Before the court is petitioner's motion seeking reconsideration of the court's July 23, 2015 memorandum and order to the extent it denied claims 6-10, 14, 15, 18, 37, 40, 44, 46-48, 52 and 60; denied an evidentiary hearing and certificate of appealability ("COA") for those claims; and denied leave to depose aged witnesses lead trial counsel Eugene Toton and defense expert Dr. Theodore Donaldson. Petitioner argues as grounds for this relief that the court committed clear legal and factual error.
Respondent filed an opposition to the motion. Petitioner replied to the opposition.
Based on the facts of this case and controlling law, the instant motion for reconsideration is amenable to decision without a hearing.
The court set forth the factual and procedural history of this case in its July 23, 2015 memorandum and order and will not repeat it here in full, but will provide a summary where relevant to the motion before the court.
The underlying petition raised 61 claims asserting insufficient evidence, actual innocence, prosecutorial misconduct and ineffective assistance of counsel based on allegations petitioner did not assist Joey Bocanegra in killing Joey's father, and that his assistance in the murder of Joey's mother did not make him eligible for the death penalty.
Rule 59(e) of the Federal Rules of Civil Procedure allows a district court to alter, amend, or vacate a prior judgment. Under Rule 59(e), a motion for reconsideration should not be granted, absent highly unusual circumstances, unless the district court is presented with newly discovered evidence, committed clear error, or if there is an intervening change in the controlling law. See 389 Orange Street Partners v. Arnold, 179 F.3d 656, 665 (9th Cir. 1999); Allstate Ins. Co. v. Herron, 634 F.3d 1101, 1111 (9th Cir. 2011).

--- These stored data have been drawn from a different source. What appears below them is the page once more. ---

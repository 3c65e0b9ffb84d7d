//! The [`Bus`]: a slot table of channels, reachable by [`crate::Descriptor`],
//! driven by a single [`Scheduler`].
//!
//! Every public method funnels its `Result` through [`with_errno`] so the
//! last-error cell in [`crate::error`] always reflects the most recent
//! operation, mirroring the host library's dual "return code plus
//! `box_error_last`" convention (§7).

use std::rc::Rc;

use crate::channel::Channel as ChannelImpl;
use crate::config::BusConfig;
use crate::error::{self, with_errno, ErrorKind, Result};
use crate::scheduler::Scheduler;
use crate::{Descriptor, Word};

/// A bus of independently-addressed bounded channels.
///
/// Slots are reused on the lowest-free-index policy: closing descriptor 1
/// while 0 and 2 remain open means the next `channel_open` hands out 1
/// again, not 3 (§3, §4.3).
pub struct Bus {
    scheduler: Rc<dyn Scheduler>,
    slots: Vec<Option<ChannelImpl>>,
    config: BusConfig,
}

impl Bus {
    /// A bus with no channel-count or capacity limits, matching the
    /// distilled spec's literal (unbounded) behavior.
    pub fn new(scheduler: Rc<dyn Scheduler>) -> Self {
        Self::with_config(scheduler, BusConfig::default())
    }

    pub(crate) fn with_config(scheduler: Rc<dyn Scheduler>, config: BusConfig) -> Self {
        Self {
            scheduler,
            slots: Vec::new(),
            config,
        }
    }

    fn channel(&self, desc: Descriptor) -> Result<&ChannelImpl> {
        self.slots
            .get(desc)
            .and_then(Option::as_ref)
            .ok_or(ErrorKind::NoChannel)
    }

    fn channel_mut(&mut self, desc: Descriptor) -> Result<&mut ChannelImpl> {
        self.slots
            .get_mut(desc)
            .and_then(Option::as_mut)
            .ok_or(ErrorKind::NoChannel)
    }

    fn live_count(&self) -> usize {
        self.slots.iter().filter(|s| s.is_some()).count()
    }

    ////////////////////////////////////////////////////////////////////////
    // lifecycle
    ////////////////////////////////////////////////////////////////////////

    /// Opens a new channel of the given ring capacity (`0` for a rendezvous
    /// channel, §4.2) and returns its descriptor.
    ///
    /// Returns `None` if a configured limit (§11) is exceeded. Unlike every
    /// other entry point, a failed `channel_open` does **not** update the
    /// last-error cell — there is no meaningful error kind for "no slot
    /// available" in this crate's three-member [`ErrorKind`], and the
    /// distilled spec treats allocation failure as orthogonal to the
    /// errno-style protocol (§4.3, §7).
    pub fn channel_open(&mut self, capacity: usize) -> Option<Descriptor> {
        if let Some(max_capacity) = self.config.max_channel_capacity() {
            if capacity > max_capacity {
                return None;
            }
        }
        if let Some(max_channels) = self.config.max_channels() {
            if self.live_count() >= max_channels {
                return None;
            }
        }

        let desc = match self.slots.iter().position(Option::is_none) {
            Some(i) => {
                self.slots[i] = Some(ChannelImpl::new(capacity));
                i
            }
            None => {
                self.slots.push(Some(ChannelImpl::new(capacity)));
                self.slots.len() - 1
            }
        };
        log::trace!(target: crate::log::LOG_TARGET, "opened channel {} (capacity {})", desc, capacity);
        error::errno_set(ErrorKind::None);
        Some(desc)
    }

    /// Closes a channel, waking every parked waiter on both of its queues so
    /// each observes the channel is gone rather than hanging forever. A
    /// descriptor that is out of range or already closed is a harmless no-op
    /// (§4.3).
    pub fn channel_close(&mut self, desc: Descriptor) {
        if let Some(slot) = self.slots.get_mut(desc) {
            if let Some(chan) = slot.take() {
                log::trace!(target: crate::log::LOG_TARGET, "closing channel {}", desc);
                chan.close(&*self.scheduler);
            }
        }
        error::errno_set(ErrorKind::None);
    }

    ////////////////////////////////////////////////////////////////////////
    // non-blocking
    ////////////////////////////////////////////////////////////////////////

    pub fn try_send(&mut self, desc: Descriptor, word: Word) -> Result<()> {
        with_errno(|| {
            let scheduler = Rc::clone(&self.scheduler);
            self.channel_mut(desc)?.try_send(&*scheduler, word)
        })
    }

    pub fn try_recv(&mut self, desc: Descriptor) -> Result<Word> {
        with_errno(|| {
            let scheduler = Rc::clone(&self.scheduler);
            self.channel_mut(desc)?.try_recv(&*scheduler)
        })
    }

    pub fn try_send_v(&mut self, desc: Descriptor, words: &[Word]) -> Result<usize> {
        with_errno(|| {
            let scheduler = Rc::clone(&self.scheduler);
            self.channel_mut(desc)?.try_send_v(&*scheduler, words)
        })
    }

    pub fn try_recv_v(&mut self, desc: Descriptor, out: &mut [Word]) -> Result<usize> {
        with_errno(|| {
            let scheduler = Rc::clone(&self.scheduler);
            self.channel_mut(desc)?.try_recv_v(&*scheduler, out)
        })
    }

    /// Sends `word` to every open channel, or to none of them: if any
    /// channel would block, no channel is touched (§4.4). `NO_CHANNEL` if
    /// the bus currently has no open channel at all.
    pub fn try_broadcast(&mut self, word: Word) -> Result<()> {
        with_errno(|| {
            let scheduler = Rc::clone(&self.scheduler);
            self.try_broadcast_raw(word, &*scheduler)
        })
    }

    fn try_broadcast_raw(&mut self, word: Word, scheduler: &dyn Scheduler) -> Result<()> {
        if self.live_count() == 0 {
            return Err(ErrorKind::NoChannel);
        }
        if self.slots.iter().flatten().any(|c| c.would_block_on_send()) {
            return Err(ErrorKind::WouldBlock);
        }
        log::trace!(target: crate::log::LOG_TARGET, "broadcasting to {} channel(s)", self.live_count());
        for slot in self.slots.iter_mut().flatten() {
            slot.try_send(scheduler, word)
                .expect("would_block_on_send precheck guarantees this send succeeds");
        }
        Ok(())
    }

    ////////////////////////////////////////////////////////////////////////
    // blocking
    ////////////////////////////////////////////////////////////////////////

    /// Sends `word`, suspending the calling coroutine until there is room
    /// (or a parked receiver to hand off to directly, for a capacity-0
    /// channel) rather than returning `WOULD_BLOCK` (§4.4).
    pub fn send(&mut self, desc: Descriptor, word: Word) -> Result<()> {
        with_errno(|| self.blocking_send(desc, word))
    }

    pub fn recv(&mut self, desc: Descriptor) -> Result<Word> {
        with_errno(|| self.blocking_recv(desc))
    }

    pub fn send_v(&mut self, desc: Descriptor, words: &[Word]) -> Result<usize> {
        with_errno(|| self.blocking_send_v(desc, words))
    }

    pub fn recv_v(&mut self, desc: Descriptor, out: &mut [Word]) -> Result<usize> {
        with_errno(|| self.blocking_recv_v(desc, out))
    }

    pub fn broadcast(&mut self, word: Word) -> Result<()> {
        with_errno(|| self.blocking_broadcast(word))
    }

    fn blocking_send(&mut self, desc: Descriptor, word: Word) -> Result<()> {
        let scheduler = Rc::clone(&self.scheduler);
        if self.channel(desc)?.capacity() == 0 {
            return self.blocking_send_rendezvous(desc, word, &*scheduler);
        }
        loop {
            match self.channel_mut(desc)?.try_send(&*scheduler, word) {
                Ok(()) => {
                    // Chained fairness: if the buffer still has room, a
                    // parked sender behind us can proceed too without
                    // waiting for a receiver to drain anything (§4.4).
                    let chan = self.channel(desc)?;
                    if chan.len() < chan.capacity() {
                        chan.send_waiters().wake_first(&*scheduler);
                    }
                    return Ok(());
                }
                Err(ErrorKind::WouldBlock) => {
                    self.channel(desc)?.send_waiters().suspend_self(&*scheduler);
                }
                Err(e) => return Err(e),
            }
        }
    }

    fn blocking_recv(&mut self, desc: Descriptor) -> Result<Word> {
        let scheduler = Rc::clone(&self.scheduler);
        if self.channel(desc)?.capacity() == 0 {
            return self.blocking_recv_rendezvous(desc, &*scheduler);
        }
        loop {
            match self.channel_mut(desc)?.try_recv(&*scheduler) {
                Ok(word) => {
                    let chan = self.channel(desc)?;
                    if chan.len() > 0 {
                        chan.recv_waiters().wake_first(&*scheduler);
                    }
                    return Ok(word);
                }
                Err(ErrorKind::WouldBlock) => {
                    self.channel(desc)?.recv_waiters().suspend_self(&*scheduler);
                }
                Err(e) => return Err(e),
            }
        }
    }

    fn blocking_send_v(&mut self, desc: Descriptor, words: &[Word]) -> Result<usize> {
        if words.is_empty() {
            return Err(ErrorKind::WouldBlock);
        }
        let scheduler = Rc::clone(&self.scheduler);
        if self.channel(desc)?.capacity() == 0 {
            self.blocking_send_rendezvous(desc, words[0], &*scheduler)?;
            return Ok(1);
        }
        loop {
            match self.channel_mut(desc)?.try_send_v(&*scheduler, words) {
                Ok(n) => {
                    let chan = self.channel(desc)?;
                    if chan.len() < chan.capacity() {
                        chan.send_waiters().wake_first(&*scheduler);
                    }
                    return Ok(n);
                }
                Err(ErrorKind::WouldBlock) => {
                    self.channel(desc)?.send_waiters().suspend_self(&*scheduler);
                }
                Err(e) => return Err(e),
            }
        }
    }

    fn blocking_recv_v(&mut self, desc: Descriptor, out: &mut [Word]) -> Result<usize> {
        if out.is_empty() {
            return Err(ErrorKind::WouldBlock);
        }
        let scheduler = Rc::clone(&self.scheduler);
        if self.channel(desc)?.capacity() == 0 {
            let word = self.blocking_recv_rendezvous(desc, &*scheduler)?;
            out[0] = word;
            return Ok(1);
        }
        loop {
            match self.channel_mut(desc)?.try_recv_v(&*scheduler, out) {
                Ok(n) => {
                    let chan = self.channel(desc)?;
                    if chan.len() > 0 {
                        chan.recv_waiters().wake_first(&*scheduler);
                    }
                    return Ok(n);
                }
                Err(ErrorKind::WouldBlock) => {
                    self.channel(desc)?.recv_waiters().suspend_self(&*scheduler);
                }
                Err(e) => return Err(e),
            }
        }
    }

    /// The capacity-0 send path: try a direct hand-off, and if nobody is
    /// parked to receive it, park on `send_waiters` carrying the word
    /// itself. A single suspend either resolves the hand-off or observes the
    /// channel close — there is no ring storage to retry against, so unlike
    /// the buffered path this never loops (§4.2).
    fn blocking_send_rendezvous(
        &mut self,
        desc: Descriptor,
        word: Word,
        scheduler: &dyn Scheduler,
    ) -> Result<()> {
        if self.channel_mut(desc)?.try_send(scheduler, word).is_ok() {
            return Ok(());
        }
        let node = self
            .channel(desc)?
            .send_waiters()
            .suspend_self_with_payload(scheduler, word);
        if node.delivered() {
            Ok(())
        } else {
            Err(ErrorKind::NoChannel)
        }
    }

    /// Symmetric to [`Self::blocking_send_rendezvous`]: a parked receiver's
    /// node starts with no payload, and either a sender fills it directly or
    /// the channel closes out from under it.
    ///
    /// Parking here is also the moment this channel stops blocking sends, so
    /// any broadcaster waiting on it (§4.4) is woken to retry before we
    /// suspend ourselves.
    fn blocking_recv_rendezvous(&mut self, desc: Descriptor, scheduler: &dyn Scheduler) -> Result<Word> {
        if let Ok(word) = self.channel_mut(desc)?.try_recv(scheduler) {
            return Ok(word);
        }
        let chan = self.channel(desc)?;
        chan.broadcast_waiters().wake_first(scheduler);
        let node = chan.recv_waiters().suspend_self(scheduler);
        if node.delivered() {
            Ok(node.take_payload())
        } else {
            Err(ErrorKind::NoChannel)
        }
    }

    fn blocking_broadcast(&mut self, word: Word) -> Result<()> {
        let scheduler = Rc::clone(&self.scheduler);
        loop {
            match self.try_broadcast_raw(word, &*scheduler) {
                Ok(()) => return Ok(()),
                Err(ErrorKind::NoChannel) => return Err(ErrorKind::NoChannel),
                Err(ErrorKind::WouldBlock) => {
                    // Once woken, loop back and re-run the whole precheck,
                    // since a different channel may now be the blocker
                    // (§4.4).
                    //
                    // A buffered blocker is preferred: its `send_waiters` is
                    // woken with plain `wake_first` the same way the scalar
                    // blocking path parks there. A capacity-0 blocker's
                    // `send_waiters` holds only payload-carrying rendezvous
                    // senders (§4.2) — parking a bare node there would make
                    // `try_recv`'s hand-off panic pulling a payload that
                    // isn't there, so such a blocker is waited on through its
                    // dedicated `broadcast_waiters` queue instead, which a
                    // parking receiver wakes directly (see
                    // `blocking_recv_rendezvous`).
                    let buffered_blocker = self.slots.iter().position(
                        |s| matches!(s, Some(c) if c.capacity() > 0 && c.would_block_on_send()),
                    );
                    match buffered_blocker {
                        Some(desc) => {
                            if let Some(chan) = self.slots[desc].as_ref() {
                                chan.send_waiters().suspend_self(&*scheduler);
                            }
                        }
                        None => {
                            let rendezvous_blocker = self
                                .slots
                                .iter()
                                .position(|s| matches!(s, Some(c) if c.would_block_on_send()));
                            if let Some(desc) = rendezvous_blocker {
                                if let Some(chan) = self.slots[desc].as_ref() {
                                    chan.broadcast_waiters().suspend_self(&*scheduler);
                                }
                            }
                        }
                    }
                }
                Err(e) => return Err(e),
            }
        }
    }
}

/// Closes every live channel, waking its parked waiters with `NO_CHANNEL`
/// rather than leaving them to hang forever under plain RAII drop (§4.3
/// `delete`, §8 close-liveness).
impl Drop for Bus {
    fn drop(&mut self) {
        for desc in 0..self.slots.len() {
            self.channel_close(desc);
        }
    }
}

The purpose of Rule 59(e) is "to allow the district court to correct its own errors, sparing the parties and appellate courts the burden of unnecessary appellate proceedings." Howard v. United States, 533 F.3d 472, 475 (6th Cir. 2008) (quoting York v. Tate, 858 F.2d 322, 326 (6th Cir. 1988)). To this end:
Teamsters Local 617 Pension & Welfare Funds v. Apollo Grp., Inc., 282 F.R.D. 216, 220-21, 231 (D. Ariz. 2012); see also Local Rule 230(j).
The Federal Rules of Civil Procedure apply in habeas corpus proceedings only "to the extent that they are not inconsistent with any statutory provisions or [the Rules Governing Section 2254 Cases]." Rule 12, Rules Governing § 2254 Cases; see also Fed. R. Civ. P 81(a)(4).

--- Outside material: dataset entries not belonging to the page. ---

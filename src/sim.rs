//! `SimScheduler`: a deterministic, test-only [`Scheduler`].
//!
//! The bus treats the coroutine runtime as an external collaborator it never
//! implements (§10) — the production side of that contract is a real
//! stackful coroutine library, entirely out of scope here. This module
//! exists only so the test suite and doctests have something to drive a
//! [`crate::Bus`] with. It is gated behind the `test-util` feature and must
//! never be relied on outside tests, the same way the host library this
//! crate is descended from gates its own `test` helpers behind a `test`
//! feature.
//!
//! Each spawned "coroutine" gets a real OS thread, but a single mutex-guarded
//! baton ensures only one of them ever runs at a time — from the bus's point
//! of view this is indistinguishable from genuine cooperative scheduling:
//! `suspend()` blocks the caller until some other coroutine calls
//! `wakeup()` on it, and nothing else executes concurrently in between.

use std::cell::{Cell, UnsafeCell};
use std::collections::{HashSet, VecDeque};
use std::rc::Rc;
use std::sync::{Arc, Condvar, Mutex};
use std::thread;

use crate::bus::Bus;
use crate::scheduler::{CoroutineId, Scheduler};

thread_local! {
    static CURRENT_ID: Cell<Option<CoroutineId>> = Cell::new(None);
}

#[derive(Default)]
struct Baton {
    /// Who currently holds the baton, if anyone is actively running.
    holder: Option<CoroutineId>,
    /// Ids marked runnable but not yet handed the baton, in wake order.
    runnable: VecDeque<CoroutineId>,
    /// Ids currently blocked in `suspend()`.
    parked: HashSet<CoroutineId>,
    next_id: u64,
    live: usize,
}

struct Shared {
    state: Mutex<Baton>,
    cvar: Condvar,
}

/// Lets a non-`Send` closure cross into a spawned thread. Sound only because
/// the turnstile in [`Shared`] guarantees at most one thread ever touches
/// whatever the closure captures at a time, and the mutex/condvar handoff in
/// [`wait_for_turn`] establishes happens-before between consecutive holders.
struct ForceSend<T>(T);
unsafe impl<T> Send for ForceSend<T> {}

/// A reference [`Scheduler`] for tests: spawns each coroutine on its own OS
/// thread but only ever lets one run at a time, reproducing exactly the
/// interleavings a single cooperative thread would produce.
pub struct SimScheduler {
    shared: Arc<Shared>,
}

impl SimScheduler {
    /// Builds a scheduler and marks the calling thread as coroutine 0,
    /// already holding the baton.
    pub fn new() -> Self {
        let shared = Arc::new(Shared {
            state: Mutex::new(Baton::default()),
            cvar: Condvar::new(),
        });
        {
            let mut state = shared.state.lock().unwrap();
            state.holder = Some(CoroutineId(0));
            state.next_id = 1;
        }
        CURRENT_ID.with(|c| c.set(Some(CoroutineId(0))));
        Self { shared }
    }

    /// Spawns a new coroutine running `body`. The new coroutine is enqueued
    /// runnable but does not start executing until it is scheduled the
    /// baton — spawning never preempts the caller.
    pub fn spawn<F>(&self, body: F) -> CoroutineId
    where
        F: FnOnce() + 'static,
    {
        let id = {
            let mut state = self.shared.state.lock().unwrap();
            let id = CoroutineId(state.next_id);
            state.next_id += 1;
            state.live += 1;
            state.runnable.push_back(id);
            id
        };
        self.shared.cvar.notify_all();

        let shared = Arc::clone(&self.shared);
        let body = ForceSend(body);
        thread::spawn(move || {
            let ForceSend(body) = body;
            CURRENT_ID.with(|c| c.set(Some(id)));
            wait_for_turn(&shared, id);
            body();
            let mut state = shared.state.lock().unwrap();
            state.holder = None;
            state.live -= 1;
            drop(state);
            shared.cvar.notify_all();
        });

        id
    }

    /// Blocks the calling thread until nobody holds the baton and nobody is
    /// runnable — every live coroutine is parked in `suspend()` or finished.
    pub fn run_until_blocked(&self) {
        let id = self.current();
        let mut state = self.shared.state.lock().unwrap();
        if state.holder == Some(id) {
            state.holder = None;
            self.shared.cvar.notify_all();
        }
        loop {
            if state.holder.is_none() && state.runnable.is_empty() {
                return;
            }
            state = self.shared.cvar.wait(state).unwrap();
        }
    }

    /// Blocks until every spawned coroutine has returned from its body.
    pub fn run_until_idle(&self) {
        let id = self.current();
        let mut state = self.shared.state.lock().unwrap();
        if state.holder == Some(id) {
            state.holder = None;
            self.shared.cvar.notify_all();
        }
        while state.live > 0 {
            state = self.shared.cvar.wait(state).unwrap();
        }
    }
}

impl Default for SimScheduler {
    fn default() -> Self {
        Self::new()
    }
}

fn wait_for_turn(shared: &Shared, id: CoroutineId) {
    let mut state = shared.state.lock().unwrap();
    loop {
        if state.holder.is_none() && state.runnable.front() == Some(&id) {
            state.runnable.pop_front();
            state.holder = Some(id);
            state.parked.remove(&id);
            return;
        }
        state = shared.cvar.wait(state).unwrap();
    }
}

impl Scheduler for SimScheduler {
    fn current(&self) -> CoroutineId {
        CURRENT_ID
            .with(|c| c.get())
            .expect("SimScheduler::current called from a thread it did not spawn")
    }

    fn suspend(&self) {
        let id = self.current();
        {
            let mut state = self.shared.state.lock().unwrap();
            state.holder = None;
            state.parked.insert(id);
            self.shared.cvar.notify_all();
        }
        wait_for_turn(&self.shared, id);
    }

    fn wakeup(&self, id: CoroutineId) {
        let mut state = self.shared.state.lock().unwrap();
        if state.holder == Some(id) || state.runnable.contains(&id) {
            return; // already runnable, per the trait's idempotency requirement
        }
        state.parked.remove(&id);
        state.runnable.push_back(id);
        drop(state);
        self.shared.cvar.notify_all();
    }
}

/// Shares a [`Bus`] across a [`SimScheduler`]'s coroutine threads.
///
/// A plain `Rc<RefCell<Bus>>` does not work here: a blocking `Bus` call
/// holds its `RefMut` guard across `suspend()`, and the next coroutine the
/// baton hands control to would hit `RefCell`'s runtime borrow check and
/// panic even though it is the only one actually touching the bus at that
/// moment. `SharedBus` skips that bookkeeping entirely — sound under the
/// same turnstile guarantee as [`ForceSend`]: only the coroutine currently
/// holding the baton ever dereferences it.
pub struct SharedBus {
    inner: Rc<UnsafeCell<Bus>>,
}

impl SharedBus {
    pub fn new(bus: Bus) -> Self {
        Self {
            inner: Rc::new(UnsafeCell::new(bus)),
        }
    }

    #[allow(clippy::mut_from_ref)]
    pub fn get(&self) -> &mut Bus {
        unsafe { &mut *self.inner.get() }
    }
}

impl Clone for SharedBus {
    fn clone(&self) -> Self {
        Self {
            inner: Rc::clone(&self.inner),
        }
    }
}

The Supreme Court has not addressed whether or how Rule 59(e) is to be applied in federal habeas corpus cases subject to Anti-terrorism and Effective Death Penalty Act ("AEDPA"). See Row v. Beauclair, No. 1:98-CV-00240-BLW, 2015 WL 1481416, at *5 (D. Idaho Mar. 31, 2015).
The circuits are split regarding whether § 2244 and Gonzalez v. Crosby, 545 U.S. 524, 532 (2005) (finding Rule 60 [relief from judgment or order] motions to be second or successive habeas application under § 2255) apply to Rule 59(e) motions, viz.:
Row, 2015 WL 1481416, at *7.
It appears the Ninth Circuit has not decided whether a Rule 59(e) motion should be treated as a second or successive habeas application, as a Rule 60(b) motion would be under Gonzalez, or whether a Rule 59(e) motion is more properly viewed as a continuation of proceedings rather than a second or successive habeas application. Within the Ninth Circuit, the United States District Court for the Western District of Washington has followed the Third and Sixth Circuit's reasoning and conclusions. See Rishor v. Ferguson, 65 F.Supp.3d 1078, 1084-85 (W.D. Wash. 2014) (petitioner's timely motion to alter or amend judgment not a second or successive habeas application).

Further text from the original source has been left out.